The Qualifying Examination

In early December of their third year, students will take a qualifying examination based on two specialized reading lists. This exam is a one-hour oral exam with twenty-five minutes allotted to each list. The exam is meant to test the student’s knowledge of two specific areas of study, which often serve as important preparation for the development of a dissertation topic. For example, a student planning to write a dissertation on the nineteenth-century Russian realist novel might create a specialized list on the French and English realist novels or realism in music; or a student planning to write on post-Soviet drama might create a list on theories of performance in Russia and elsewhere.

 

The Pre-Prospectus Colloquium

In early February, after the successful completion of the comprehensive and qualifying examinations, students will present a preliminary version of their dissertation prospectus to a colloquium attended by all Slavic ladder faculty.

The Prospectus Presentation

In early April, students will present the final version of their dissertation prospectus to all students and faculty in the department. The prospectus presentation will take one hour, beginning with a ten-minute introduction by the student and followed by forty-five minutes of questions and suggestions from everyone in attendance. The point of including all faculty and students is to provide the student with as much feedback as possible, to give rising students a sense of what awaits them, and to foster collegiality in the department by making everyone aware of what others are working on.   

Admission to Candidacy and the M.Phil. Degree

To be admitted to candidacy, students must fulfill all of the graduate school and department pre-dissertation requirements described above and must be in good academic standing with the department. 

Students may petition the Graduate School to receive an en route M.Phil. degree. This can be done in the semester the student expects to complete all pre-dissertation requirements.

The Dissertation
The dissertation is the culmination of the student’s work in the doctoral program and an important emblem of professional competence, intellectual rigor, and academic potential. As such, it should demonstrate mastery of a defined field of research and should articulate an original and substantive contribution to knowledge. While all dissertations should have clearly defined empirical and theoretical stakes and be grounded in appropriate methodological choices, each project will approach its central questions in necessarily distinct ways: some based more heavily in archival research, others shaped more profoundly by theoretical discussions, and still others determined by entirely different disciplinary or interdisciplinary demands. While working on their dissertation, students should remain attuned to questions of writerly craft and should strive for clarity and liveliness of their academic prose.

The First Chapter Talk

During the spring semester of the fourth year, students will deliver a forty-five-minute talk on their first chapter to the entire Slavic Department. This event is intended to serve not only as an early dissertation benchmark, but also as an opportunity for students to gain essential experience writing and delivering a long lecture.

Professional Development

The Yale Slavic Department is equally supportive of students who hope to follow a traditional academic path, students who embark on non-academic or hybrid careers, and students who change their minds throughout their course of study.

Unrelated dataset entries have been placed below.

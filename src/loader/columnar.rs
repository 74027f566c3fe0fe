use super::values::ValueSink;
use super::{ContainerFormat, DecodedFeature};
use crate::core::ElementType;
use crate::error::{PipelineError, Result};
use arrow::array::{Array, ArrayRef, AsArray};
use arrow::datatypes::{
    ArrowPrimitiveType, DataType, Float32Type, Float64Type, Int16Type, Int32Type, Int64Type,
    Int8Type, UInt16Type, UInt32Type, UInt64Type, UInt8Type,
};
use bytes::Bytes;
use parquet::arrow::arrow_reader::ParquetRecordBatchReaderBuilder;
use parquet::format::KeyValue;

/// Decode a single-column Parquet file into the requested element type.
///
/// Values are copied batch by batch from the Arrow column into the typed
/// output; no per-value objects are built.
pub(crate) fn decode(url: &str, bytes: Bytes, element_type: ElementType) -> Result<DecodedFeature> {
    let parse_error = |e: parquet::errors::ParquetError| PipelineError::parse(url, ContainerFormat::Parquet, e);

    let byte_len = bytes.len();
    let builder = ParquetRecordBatchReaderBuilder::try_new(bytes).map_err(parse_error)?;

    let fields = builder.schema().fields();
    if fields.len() != 1 {
        return Err(PipelineError::data(
            url,
            format!("expected exactly one column, found {}", fields.len()),
        ));
    }
    let column_type = fields[0].data_type().clone();
    check_compatible(&column_type, element_type).map_err(|message| PipelineError::data(url, message))?;

    let file_metadata = builder.metadata().file_metadata();
    let rows = reserve_rows(file_metadata.num_rows(), byte_len);
    let metadata = ColumnMetadata::read(url, file_metadata.key_value_metadata())?;

    let reader = builder.build().map_err(parse_error)?;
    let mut sink = ValueSink::with_capacity(element_type, rows);
    for batch in reader {
        let batch = batch.map_err(|e| PipelineError::parse(url, ContainerFormat::Parquet, e))?;
        append_column(&mut sink, batch.column(0)).map_err(|message| PipelineError::data(url, message))?;
    }

    Ok(DecodedFeature {
        data: sink.finish(),
        unit: metadata.units,
        categories: metadata.categories,
        min: metadata.min,
        max: metadata.max,
    })
}

/// Rows to reserve up front for a footer claiming `claimed` rows.
///
/// The footer is untrusted, so the claim is capped at eight rows per file
/// byte (bit-packed booleans). Better-compressed columns grow the buffer
/// while decoding instead.
pub(crate) fn reserve_rows(claimed: i64, byte_len: usize) -> usize {
    usize::try_from(claimed)
        .unwrap_or(0)
        .min(byte_len.saturating_mul(8))
}

fn check_compatible(column_type: &DataType, element_type: ElementType) -> std::result::Result<(), String> {
    let compatible = match element_type {
        ElementType::F32 => column_type.is_floating() || column_type.is_integer(),
        ElementType::U8 | ElementType::U16 | ElementType::U32 => {
            column_type.is_integer() || *column_type == DataType::Boolean
        }
    };
    if compatible && *column_type != DataType::Float16 {
        Ok(())
    } else {
        Err(format!(
            "column of type {} cannot be read as {}",
            column_type,
            element_type.name()
        ))
    }
}

fn append_column(sink: &mut ValueSink, column: &ArrayRef) -> std::result::Result<(), String> {
    match column.data_type() {
        DataType::Float32 => {
            let values = column.as_primitive::<Float32Type>();
            if values.null_count() == 0 && sink.extend_f32(values.values()) {
                return Ok(());
            }
            append_floats(sink, column.as_ref(), |i| values.value(i) as f64)
        }
        DataType::Float64 => {
            let values = column.as_primitive::<Float64Type>();
            append_floats(sink, column.as_ref(), |i| values.value(i))
        }
        DataType::Int8 => append_integers::<Int8Type>(sink, column),
        DataType::Int16 => append_integers::<Int16Type>(sink, column),
        DataType::Int32 => append_integers::<Int32Type>(sink, column),
        DataType::Int64 => append_integers::<Int64Type>(sink, column),
        DataType::UInt8 => append_integers::<UInt8Type>(sink, column),
        DataType::UInt16 => append_integers::<UInt16Type>(sink, column),
        DataType::UInt32 => append_integers::<UInt32Type>(sink, column),
        DataType::UInt64 => append_integers::<UInt64Type>(sink, column),
        DataType::Boolean => {
            let values = column.as_boolean();
            for i in 0..values.len() {
                if values.is_null(i) {
                    sink.push_missing()?;
                } else {
                    sink.push_bool(values.value(i))?;
                }
            }
            Ok(())
        }
        other => Err(format!("unsupported column type {}", other)),
    }
}

fn append_floats(
    sink: &mut ValueSink,
    column: &dyn Array,
    value: impl Fn(usize) -> f64,
) -> std::result::Result<(), String> {
    for i in 0..column.len() {
        if column.is_null(i) {
            sink.push_missing()?;
        } else {
            sink.push_float(value(i))?;
        }
    }
    Ok(())
}

fn append_integers<T>(sink: &mut ValueSink, column: &ArrayRef) -> std::result::Result<(), String>
where
    T: ArrowPrimitiveType,
    T::Native: Into<i128>,
{
    let values = column.as_primitive::<T>();
    for i in 0..values.len() {
        if values.is_null(i) {
            sink.push_missing()?;
        } else {
            sink.push_integer(values.value(i).into())?;
        }
    }
    Ok(())
}

/// Optional file-level annotations stored as key/value metadata
#[derive(Default)]
struct ColumnMetadata {
    min: Option<f64>,
    max: Option<f64>,
    units: Option<String>,
    categories: Option<Vec<String>>,
}

impl ColumnMetadata {
    fn read(url: &str, entries: Option<&Vec<KeyValue>>) -> Result<Self> {
        let mut metadata = Self::default();
        let bad = |key: &str, value: &str| {
            PipelineError::data(url, format!("metadata entry {key}={value:?} is malformed"))
        };

        for entry in entries.into_iter().flatten() {
            let Some(value) = entry.value.as_deref() else {
                continue;
            };
            match entry.key.as_str() {
                "min" => metadata.min = Some(value.parse().map_err(|_| bad("min", value))?),
                "max" => metadata.max = Some(value.parse().map_err(|_| bad("max", value))?),
                "units" | "unit" => metadata.units = Some(value.to_string()),
                "categories" => {
                    metadata.categories =
                        Some(serde_json::from_str(value).map_err(|_| bad("categories", value))?)
                }
                _ => {}
            }
        }
        Ok(metadata)
    }
}

#[cfg(test)]
mod tests {
    use super::*;

    #[test]
    fn test_reserve_rows_caps_footer_claim() {
        assert_eq!(reserve_rows(i64::MAX, 1024), 8192);
        assert_eq!(reserve_rows(100, 1024), 100);
        assert_eq!(reserve_rows(-5, 1024), 0);
    }
}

Support for academic careers typically involves the faculty advisers’ intensive review of application materials (cover letters, CVs, research and teaching statements), mock interviews with faculty, mock job talks with the whole department, and assistance in negotiating offers. Departmental support for non-academic careers is more variable, but might involve writing letters of recommendation or assistance identifying potential mentors.

It is also important to note that in the Yale Slavic Department professional advising does not end with the student’s graduation. Former advisers and advisees are encouraged to remain in contact after graduation, so that the department can support alumni who are moving through postdoctoral fellowships or visiting positions, navigating a switch from one kind of employment to another, or in search of a permanent or more favorable position.